Neural Networks by Hand#

WIP

In this jupyter book, I set out how to build a feedforward neural network function from scratch using only base python and numpy. Before doing that, I cover most of the pre-requisite math for deep learning, including matrix algebra, vector caclulus, and gradient descent.

About the notebook#

This notebook largely exists for the purpose of my own self-learning. In that light, it’s mostly a document of my own notes from many sources, synthesised and repeated for the sake of developing my understanding. There isn’t anything original here in terms of content, but there may be in terms of the specific combination and presentation of that content (though probably not!).

I’m putting it online for three reasons. First, so I can easily refer back to it later. Second, to show that I am sufficiently familiar with the substance of deep learning to write a document like this. Third, because it will hopefully help someone else on their own learning journey.

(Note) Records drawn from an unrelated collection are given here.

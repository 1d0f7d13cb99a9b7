use super::*;
use crate::filter_types::SortDirection;

impl<R: GridRecord> RecordGrid<R> {
    /// Sort by `field`, or go back to baseline order with `None`.
    ///
    /// Requesting the active key again flips the direction; any other key
    /// starts ascending.
    pub fn request_sort(&mut self, field: Option<&str>) {
        let Some(field) = field else {
            self.sort = SortState::Unsorted;
            tracing::debug!("Sort cleared");
            return;
        };

        if self.config.field(field).is_none() {
            tracing::warn!("Ignoring sort on unknown field '{}'", field);
            return;
        }

        self.sort = self.sort.requested(field);
        tracing::debug!("Sort set to {:?}", self.sort);
    }

    /// Sort by `field` in an explicit direction
    pub fn set_sort(&mut self, field: &str, direction: SortDirection) {
        if self.config.field(field).is_none() {
            tracing::warn!("Ignoring sort on unknown field '{}'", field);
            return;
        }
        self.sort = SortState::Sorted {
            key: field.to_string(),
            direction,
        };
    }

    /// Stable sort of baseline indices by the active sort key
    pub(super) fn sort_indices(&self, indices: &mut Vec<usize>) {
        let SortState::Sorted { key, direction } = &self.sort else {
            return;
        };
        let Some(field) = self.config.field(key) else {
            return;
        };

        let mut keyed: Vec<_> = indices
            .iter()
            .map(|ix| {
                let value = self.records[*ix].value(&field.name);
                (*ix, field.kind.sort_key(value.as_deref()))
            })
            .collect();

        keyed.sort_by(|(_, a), (_, b)| {
            let ordering = a.compare(b);
            match direction {
                SortDirection::Ascending => ordering,
                SortDirection::Descending => ordering.reverse(),
            }
        });

        *indices = keyed.into_iter().map(|(ix, _)| ix).collect();
    }
}
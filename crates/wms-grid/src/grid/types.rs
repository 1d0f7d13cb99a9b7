use serde::Serialize;

use crate::filter_types::SortState;
use crate::notification::Notification;

/// Uncommitted intent awaiting confirmation or cancellation.
///
/// Only one can be pending at a time; starting a new one replaces the old.
#[derive(Clone, Debug, PartialEq)]
pub enum PendingAction<R> {
    Idle,
    /// Snapshot of the record being edited
    Editing(R),
    /// Record waiting for delete confirmation
    ConfirmingDelete(R),
    /// Selected keys waiting for delete confirmation, in selection order
    ConfirmingBulkDelete(Vec<String>),
}

impl<R> PendingAction<R> {
    pub fn is_idle(&self) -> bool {
        matches!(self, Self::Idle)
    }

    /// Record being edited, if any
    pub fn editing(&self) -> Option<&R> {
        match self {
            Self::Editing(record) => Some(record),
            _ => None,
        }
    }

    /// Record waiting for delete confirmation, if any
    pub fn pending_delete(&self) -> Option<&R> {
        match self {
            Self::ConfirmingDelete(record) => Some(record),
            _ => None,
        }
    }

    pub fn is_confirming_delete(&self) -> bool {
        matches!(
            self,
            Self::ConfirmingDelete(_) | Self::ConfirmingBulkDelete(_)
        )
    }

    pub fn label(&self) -> &'static str {
        match self {
            Self::Idle => "idle",
            Self::Editing(_) => "editing",
            Self::ConfirmingDelete(_) => "confirming delete",
            Self::ConfirmingBulkDelete(_) => "confirming bulk delete",
        }
    }
}

/// Position of the current page
#[derive(Clone, Copy, Debug, PartialEq, Eq, Serialize)]
pub struct PageInfo {
    /// Zero-based page index, already clamped to the visible rows
    pub index: usize,
    /// Number of pages, at least 1
    pub count: usize,
    /// Rows per page, `None` when paging is off
    pub size: Option<usize>,
}

/// View model handed to renderers
#[derive(Clone, Debug)]
pub struct GridView<R> {
    /// Rows of the current page
    pub rows: Vec<R>,
    /// Rows left after search and filters
    pub visible_count: usize,
    /// Rows in the baseline
    pub total_count: usize,
    pub page: PageInfo,
    pub search_term: String,
    /// Active filter options by field
    pub filters: Vec<(String, String)>,
    pub sort: SortState,
    /// Selected keys in selection order
    pub selection: Vec<String>,
    pub pending: PendingAction<R>,
    pub notification: Option<Notification>,
}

One thing that’s a little different about the python code presented at the end of this Jupyter book is that many other neural network by hand type tutorials I’ve encountered typically focus on neural networks with either a single or at most two hidden layers, or don’t present (all of the) equations in matrix form. I personally benefit a lot from underestanding general solutions and implementations, so that’s what I’ve tried to do here. In practice, this means that I set out to write a neural network function that:

  • allows an arbitrary number of hidden layers

  • allows arbitrary width of each hidden layer

  • with different activation functions available both for hidden and output layers

  • with different loss functions available

Of course, in practice the one thing I won’t be doing is writing super-optimised code. So ‘arbitary’ depth and width will have some the natural contrains of becoming fairly slow in the time it takes for something to be computed (as compared to implementations such as those in e.g. well-established Python libraries).

I’ve borrowed extensively from several courses, documents, textbooks, stackexchange answers and wikipedia articles in the course of putting these notes together. As with other things, I found that re-reading the same thing in different ways helped me to better understand it. My background prior to my current position as a data scientist was in political science, where there was much more emphasis on statistics than machine learning. So, if that’s also your background, then hopefully this list of resources to which this jupyter book owes a lot will help you on your own learning journey:

Some further readings#

Before reading the pages here, it’s worth considering the resources I learned from in order to be able to put all of this together. In many cases these are probably better resoruces than the one here, and so you’re likely to get more benefit out of them than you are out of using this document.

Before getting into deep learning, it’s worth familiarising yourself with machine learning more broadly. I’d recommend these two resources:

  • Statistical modeling: The two cultures by Leo Breiman (a classic), link

  • Machine Learning for the Social Sciences, an Agnostic Approach by Justin Grimmer, Margret Roberts, and Brandon Stewart (a must-read for social scientists coming at this from a stats background), link

Once you’ve got those under your belt, I’d recommend starting with the following paper. It’s a summary of deep learning for psychologists, but it’s a great read for any social scientist looking to familiarise themselves with deep learning:

  • Deep learning: A primer for psychologists by Christopher Urban and Kathleen Gates, link

Once you’ve read that, the main resources I used in being able to build this jupyter book (although this list should not be taken as exhaustive - there were of course many stackexchange posts and other similarly helpful webpages on the way):

  • Machine Learning Specialisation by Andrew Ng, link

  • Deep Learning Specialisation by Andrew Ng, link

  • The Matrix Calculus You Need For Deep Learning by Terrence Parr and Jeremy Howard, link, paper version

  • Neural Networks and Deep Learning by Michael Nielsen, link

  • Sten Stootla’s blog

In particular I found The Matrix Calculus You Need For Deep Learning incredibly helpful for wrapping my haid around the vector/matrix calculus used in estimating the neural networks. It’s a document I’d recommend to anyone trying to wrap their head around backpropagation in particular. Michael Nielsen’s Neural Networks and Deep Learning was likewise the moment backpropagation finally clicked for me, and I throughly recommend it as well.